__What the exercise asks__
Please keep to the lines below from the one with "pub async fn rename(&self, list_id: i64, new_name: &str)" through the one with "COUNT(*) FROM saved_list_items", and restate them word for word, ends included.
........
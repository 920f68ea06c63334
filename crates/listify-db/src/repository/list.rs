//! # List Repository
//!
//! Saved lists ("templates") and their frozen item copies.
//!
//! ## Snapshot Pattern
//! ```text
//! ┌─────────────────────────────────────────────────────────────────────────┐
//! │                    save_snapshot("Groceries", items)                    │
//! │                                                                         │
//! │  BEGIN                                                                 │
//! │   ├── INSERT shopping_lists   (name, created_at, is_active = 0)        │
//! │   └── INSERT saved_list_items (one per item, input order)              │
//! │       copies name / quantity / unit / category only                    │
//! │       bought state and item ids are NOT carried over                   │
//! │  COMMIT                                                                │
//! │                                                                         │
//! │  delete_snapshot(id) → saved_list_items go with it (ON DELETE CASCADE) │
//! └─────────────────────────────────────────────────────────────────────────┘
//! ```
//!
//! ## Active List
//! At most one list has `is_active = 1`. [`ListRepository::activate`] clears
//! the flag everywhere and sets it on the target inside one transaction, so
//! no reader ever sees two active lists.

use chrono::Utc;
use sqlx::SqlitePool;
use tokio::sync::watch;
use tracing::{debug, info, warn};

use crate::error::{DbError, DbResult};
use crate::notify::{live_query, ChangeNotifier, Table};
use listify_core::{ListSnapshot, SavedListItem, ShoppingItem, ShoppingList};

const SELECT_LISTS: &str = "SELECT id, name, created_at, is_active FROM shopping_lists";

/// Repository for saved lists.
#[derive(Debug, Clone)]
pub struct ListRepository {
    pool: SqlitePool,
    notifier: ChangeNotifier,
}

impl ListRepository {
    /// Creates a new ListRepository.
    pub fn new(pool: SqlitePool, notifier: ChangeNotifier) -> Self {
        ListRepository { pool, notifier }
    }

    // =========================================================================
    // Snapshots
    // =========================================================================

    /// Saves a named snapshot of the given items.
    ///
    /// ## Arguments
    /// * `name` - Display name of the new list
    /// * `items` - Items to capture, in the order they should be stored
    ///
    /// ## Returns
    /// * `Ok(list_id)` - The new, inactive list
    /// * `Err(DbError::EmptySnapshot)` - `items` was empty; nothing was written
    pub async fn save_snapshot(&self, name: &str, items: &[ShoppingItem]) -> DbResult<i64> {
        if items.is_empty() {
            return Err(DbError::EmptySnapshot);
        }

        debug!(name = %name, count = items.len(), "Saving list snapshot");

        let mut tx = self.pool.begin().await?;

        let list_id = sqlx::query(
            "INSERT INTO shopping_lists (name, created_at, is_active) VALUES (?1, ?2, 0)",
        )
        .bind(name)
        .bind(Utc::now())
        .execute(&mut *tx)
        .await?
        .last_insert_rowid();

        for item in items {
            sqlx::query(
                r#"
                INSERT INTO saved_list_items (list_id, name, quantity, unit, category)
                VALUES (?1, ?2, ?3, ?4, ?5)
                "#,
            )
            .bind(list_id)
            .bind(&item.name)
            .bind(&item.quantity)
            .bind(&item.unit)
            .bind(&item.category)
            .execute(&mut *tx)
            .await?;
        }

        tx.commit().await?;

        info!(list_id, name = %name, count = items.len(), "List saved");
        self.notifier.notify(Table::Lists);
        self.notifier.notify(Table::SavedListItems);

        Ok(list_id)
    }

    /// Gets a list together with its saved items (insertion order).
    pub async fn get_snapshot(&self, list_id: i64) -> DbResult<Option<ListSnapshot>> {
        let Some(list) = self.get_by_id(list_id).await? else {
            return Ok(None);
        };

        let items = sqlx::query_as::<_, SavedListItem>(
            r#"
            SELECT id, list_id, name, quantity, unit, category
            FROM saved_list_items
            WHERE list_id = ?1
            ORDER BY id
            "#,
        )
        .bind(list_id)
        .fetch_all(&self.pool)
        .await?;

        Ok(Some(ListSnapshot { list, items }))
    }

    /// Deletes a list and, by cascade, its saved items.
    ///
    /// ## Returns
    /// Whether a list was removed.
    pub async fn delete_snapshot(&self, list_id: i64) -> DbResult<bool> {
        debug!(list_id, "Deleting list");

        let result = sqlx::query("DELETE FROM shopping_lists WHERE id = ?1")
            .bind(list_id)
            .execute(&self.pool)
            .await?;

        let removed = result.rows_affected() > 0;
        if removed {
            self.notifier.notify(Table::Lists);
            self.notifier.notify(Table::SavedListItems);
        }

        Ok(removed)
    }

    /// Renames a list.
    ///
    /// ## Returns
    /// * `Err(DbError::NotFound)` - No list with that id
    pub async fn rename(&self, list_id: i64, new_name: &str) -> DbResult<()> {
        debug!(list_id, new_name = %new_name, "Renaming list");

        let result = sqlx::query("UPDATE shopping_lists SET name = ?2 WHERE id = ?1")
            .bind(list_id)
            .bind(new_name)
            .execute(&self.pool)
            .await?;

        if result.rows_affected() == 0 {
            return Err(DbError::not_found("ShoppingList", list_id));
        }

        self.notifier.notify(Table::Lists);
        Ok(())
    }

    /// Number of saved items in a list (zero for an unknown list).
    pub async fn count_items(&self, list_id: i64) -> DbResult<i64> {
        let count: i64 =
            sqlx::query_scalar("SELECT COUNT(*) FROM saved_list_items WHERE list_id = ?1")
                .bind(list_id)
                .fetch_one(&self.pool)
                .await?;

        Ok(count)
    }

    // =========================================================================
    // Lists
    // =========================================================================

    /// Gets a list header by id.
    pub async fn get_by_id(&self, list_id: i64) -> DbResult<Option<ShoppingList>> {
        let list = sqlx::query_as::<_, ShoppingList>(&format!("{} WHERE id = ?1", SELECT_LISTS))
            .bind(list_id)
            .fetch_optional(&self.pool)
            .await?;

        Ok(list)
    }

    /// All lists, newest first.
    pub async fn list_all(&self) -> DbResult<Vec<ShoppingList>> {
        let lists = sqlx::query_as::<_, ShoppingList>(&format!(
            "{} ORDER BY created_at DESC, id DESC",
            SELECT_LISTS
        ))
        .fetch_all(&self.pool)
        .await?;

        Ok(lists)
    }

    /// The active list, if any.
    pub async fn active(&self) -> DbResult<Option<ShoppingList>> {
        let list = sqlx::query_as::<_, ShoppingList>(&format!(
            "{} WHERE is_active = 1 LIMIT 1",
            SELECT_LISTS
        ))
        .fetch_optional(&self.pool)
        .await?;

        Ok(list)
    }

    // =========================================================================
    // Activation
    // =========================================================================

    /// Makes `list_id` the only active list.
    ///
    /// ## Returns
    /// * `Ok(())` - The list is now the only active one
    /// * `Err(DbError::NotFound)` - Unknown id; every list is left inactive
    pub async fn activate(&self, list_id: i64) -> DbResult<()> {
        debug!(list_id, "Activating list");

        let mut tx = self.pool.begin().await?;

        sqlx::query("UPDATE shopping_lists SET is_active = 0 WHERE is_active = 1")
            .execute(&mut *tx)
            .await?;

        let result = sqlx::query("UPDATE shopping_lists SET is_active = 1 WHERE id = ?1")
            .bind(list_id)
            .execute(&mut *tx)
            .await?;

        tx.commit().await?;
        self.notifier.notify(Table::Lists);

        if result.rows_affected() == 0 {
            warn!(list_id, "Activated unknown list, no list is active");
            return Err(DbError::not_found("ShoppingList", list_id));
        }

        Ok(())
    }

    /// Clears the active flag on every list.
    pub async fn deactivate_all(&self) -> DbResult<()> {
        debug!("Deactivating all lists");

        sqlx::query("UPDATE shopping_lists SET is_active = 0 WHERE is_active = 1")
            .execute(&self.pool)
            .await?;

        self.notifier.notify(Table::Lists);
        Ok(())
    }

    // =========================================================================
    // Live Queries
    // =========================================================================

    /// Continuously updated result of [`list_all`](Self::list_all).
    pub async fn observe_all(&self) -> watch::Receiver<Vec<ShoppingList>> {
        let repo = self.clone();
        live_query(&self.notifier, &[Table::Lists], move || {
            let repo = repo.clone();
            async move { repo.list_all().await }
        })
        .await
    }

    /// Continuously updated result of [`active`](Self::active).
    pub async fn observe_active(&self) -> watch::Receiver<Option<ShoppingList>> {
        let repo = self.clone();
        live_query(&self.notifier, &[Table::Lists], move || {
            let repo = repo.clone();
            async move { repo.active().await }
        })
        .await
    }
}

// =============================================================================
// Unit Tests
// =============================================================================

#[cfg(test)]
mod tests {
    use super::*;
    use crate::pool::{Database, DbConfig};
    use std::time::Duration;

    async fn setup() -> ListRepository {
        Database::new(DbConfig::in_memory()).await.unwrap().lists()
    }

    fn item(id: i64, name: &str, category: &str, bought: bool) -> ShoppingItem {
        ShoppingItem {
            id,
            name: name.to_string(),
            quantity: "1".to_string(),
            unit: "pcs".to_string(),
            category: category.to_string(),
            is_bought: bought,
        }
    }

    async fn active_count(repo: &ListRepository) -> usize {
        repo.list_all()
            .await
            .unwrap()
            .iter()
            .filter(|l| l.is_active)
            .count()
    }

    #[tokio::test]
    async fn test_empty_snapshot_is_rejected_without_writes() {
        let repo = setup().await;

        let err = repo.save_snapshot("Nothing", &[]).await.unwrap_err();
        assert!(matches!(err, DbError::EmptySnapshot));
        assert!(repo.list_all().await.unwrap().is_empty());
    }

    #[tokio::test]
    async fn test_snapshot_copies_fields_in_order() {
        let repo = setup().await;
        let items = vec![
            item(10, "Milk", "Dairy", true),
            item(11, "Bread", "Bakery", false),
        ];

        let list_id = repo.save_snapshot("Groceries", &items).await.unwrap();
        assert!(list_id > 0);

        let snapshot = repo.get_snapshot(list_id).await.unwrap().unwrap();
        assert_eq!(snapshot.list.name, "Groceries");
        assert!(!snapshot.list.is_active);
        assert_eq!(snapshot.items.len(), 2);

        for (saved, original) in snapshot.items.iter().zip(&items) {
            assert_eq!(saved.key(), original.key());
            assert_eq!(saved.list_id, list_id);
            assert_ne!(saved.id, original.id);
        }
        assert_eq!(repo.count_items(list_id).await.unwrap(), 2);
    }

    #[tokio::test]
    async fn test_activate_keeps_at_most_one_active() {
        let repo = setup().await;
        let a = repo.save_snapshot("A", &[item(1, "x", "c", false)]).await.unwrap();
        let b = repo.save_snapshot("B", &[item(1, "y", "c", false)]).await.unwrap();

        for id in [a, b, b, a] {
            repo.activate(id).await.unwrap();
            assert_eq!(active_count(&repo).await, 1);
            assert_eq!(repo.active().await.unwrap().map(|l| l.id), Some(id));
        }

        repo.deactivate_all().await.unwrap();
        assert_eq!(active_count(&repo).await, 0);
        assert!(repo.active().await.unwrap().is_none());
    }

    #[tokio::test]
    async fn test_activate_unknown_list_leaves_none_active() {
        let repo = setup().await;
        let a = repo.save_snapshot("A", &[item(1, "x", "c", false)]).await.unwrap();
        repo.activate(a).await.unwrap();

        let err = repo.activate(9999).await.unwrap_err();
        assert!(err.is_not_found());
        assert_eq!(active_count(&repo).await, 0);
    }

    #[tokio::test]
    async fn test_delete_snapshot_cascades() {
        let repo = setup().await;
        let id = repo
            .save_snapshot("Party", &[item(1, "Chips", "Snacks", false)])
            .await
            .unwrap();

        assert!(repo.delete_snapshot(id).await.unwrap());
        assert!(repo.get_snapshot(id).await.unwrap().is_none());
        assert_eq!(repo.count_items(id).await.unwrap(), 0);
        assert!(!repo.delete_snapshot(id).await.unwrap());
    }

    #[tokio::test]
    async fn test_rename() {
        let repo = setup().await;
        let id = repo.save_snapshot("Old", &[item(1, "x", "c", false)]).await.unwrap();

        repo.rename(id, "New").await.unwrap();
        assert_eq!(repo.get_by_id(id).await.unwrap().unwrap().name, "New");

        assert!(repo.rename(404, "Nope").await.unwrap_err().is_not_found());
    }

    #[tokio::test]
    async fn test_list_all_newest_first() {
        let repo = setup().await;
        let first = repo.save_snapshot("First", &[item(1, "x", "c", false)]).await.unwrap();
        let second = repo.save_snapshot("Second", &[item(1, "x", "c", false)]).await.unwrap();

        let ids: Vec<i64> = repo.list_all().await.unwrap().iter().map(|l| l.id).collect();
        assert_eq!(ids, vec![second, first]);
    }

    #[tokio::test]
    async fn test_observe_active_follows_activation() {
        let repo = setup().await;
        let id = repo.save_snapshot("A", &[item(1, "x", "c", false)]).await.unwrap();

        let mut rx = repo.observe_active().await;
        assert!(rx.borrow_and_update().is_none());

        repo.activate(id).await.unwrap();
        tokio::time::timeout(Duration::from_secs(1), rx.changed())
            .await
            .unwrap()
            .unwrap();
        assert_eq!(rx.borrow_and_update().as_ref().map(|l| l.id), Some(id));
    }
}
........
__Result__
    pub async fn rename(&self, list_id: i64, new_name: &str) -> DbResult<()> {
        debug!(list_id, new_name = %new_name, "Renaming list");

        let result = sqlx::query("UPDATE shopping_lists SET name = ?2 WHERE id = ?1")
            .bind(list_id)
            .bind(new_name)
            .execute(&self.pool)
            .await?;

        if result.rows_affected() == 0 {
            return Err(DbError::not_found("ShoppingList", list_id));
        }

        self.notifier.notify(Table::Lists);
        Ok(())
    }

    /// Number of saved items in a list (zero for an unknown list).
    pub async fn count_items(&self, list_id: i64) -> DbResult<i64> {
        let count: i64 =
            sqlx::query_scalar("SELECT COUNT(*) FROM saved_list_items WHERE list_id = ?1")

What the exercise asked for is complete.